Still another explanation why the latest versions were faring better is that they came in shades such as bronzes, golds and platinums, which could be used to create realistic highlights in most women’s hair. A few really wild colors, such as blue, orange and pink, were being picked up by young women 18 to 24 years old, according to retailers and manufacturers at the time.

Deborah Walters, then divisional merchandise manager for cosmetics and fragrances at Saks Fifth Avenue, lauded Mascara Flash as an instant success.

“Hair mascara appeals to all ages, mothers, daughters, East Coast, West Coast, Midwest,” she was quoted as saying in the article.

Others jumped on the bandwagon, including Sally Beauty Supply stores, under its house brand; Hair Flair from Ardell, and Chic Streaks by Biocosmetics. In prestige, there was Calvin Klein, among others.

“As we near the end of the century, consumers are looking for new ways to express themselves,” said Carol Hamilton, senior vice president of marketing at L’Oréal, at the time. “This is slightly more cosmetic than a hair product, but it’s critical to understand hair to make a product that performs.”

One prediction in the WWD article was that as hair mascaras became a permanent part of brands’ product lineup, they had the potential to turn 20 million units a year for at least a couple of years.

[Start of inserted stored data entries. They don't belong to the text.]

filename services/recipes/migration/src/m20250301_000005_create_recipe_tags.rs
use sea_orm_migration::prelude::*;

#[derive(DeriveMigrationName)]
pub struct Migration;

#[async_trait::async_trait]
impl MigrationTrait for Migration {
    async fn up(&self, manager: &SchemaManager) -> Result<(), DbErr> {
        manager
            .create_table(
                Table::create()
                    .table(RecipeTags::Table)
                    .if_not_exists()
                    .col(ColumnDef::new(RecipeTags::RecipeId).integer().not_null())
                    .col(ColumnDef::new(RecipeTags::TagId).integer().not_null())
                    .primary_key(
                        Index::create()
                            .col(RecipeTags::RecipeId)
                            .col(RecipeTags::TagId),
                    )
                    .foreign_key(
                        ForeignKey::create()
                            .from(RecipeTags::Table, RecipeTags::RecipeId)
                            .to(Recipes::Table, Recipes::Id)
                            .on_delete(ForeignKeyAction::Cascade),
                    )
                    .foreign_key(
                        ForeignKey::create()
                            .from(RecipeTags::Table, RecipeTags::TagId)
                            .to(Tags::Table, Tags::Id)
                            .on_delete(ForeignKeyAction::Cascade),
                    )
                    .to_owned(),
            )
            .await?;
        manager
            .create_index(
                Index::create()
                    .table(RecipeTags::Table)
                    .col(RecipeTags::TagId)
                    .name("idx_recipe_tags_tag_id")
                    .to_owned(),
            )
            .await
    }

    async fn down(&self, manager: &SchemaManager) -> Result<(), DbErr> {
        manager
            .drop_table(Table::drop().table(RecipeTags::Table).to_owned())
            .await
    }
}

#[derive(Iden)]
enum RecipeTags {
    Table,
    RecipeId,
    TagId,
}

#[derive(Iden)]
enum Recipes {
    Table,
    Id,
}

#[derive(Iden)]
enum Tags {
    Table,
    Id,
}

Another was that the hair mascara craze would last “as long as the consumer is interested in color,” according to one executive at the time. “The trend is about having color without the commitment. We’ve just entered the cycle, and they usually last between five and 10 years.”

Someone else thought the trend would last into just the first quarter of 1998, and they were closest to the truth.

In fact, by May 1998, some retailers reported to WWD that the category was leveling out.

Gone soon thereafter — but never to be forgotten — the hair mascara phenomenon lay the groundwork for more inventive hair products and grooming techniques, and was a springboard for creating newfangled in-store excitement and trends.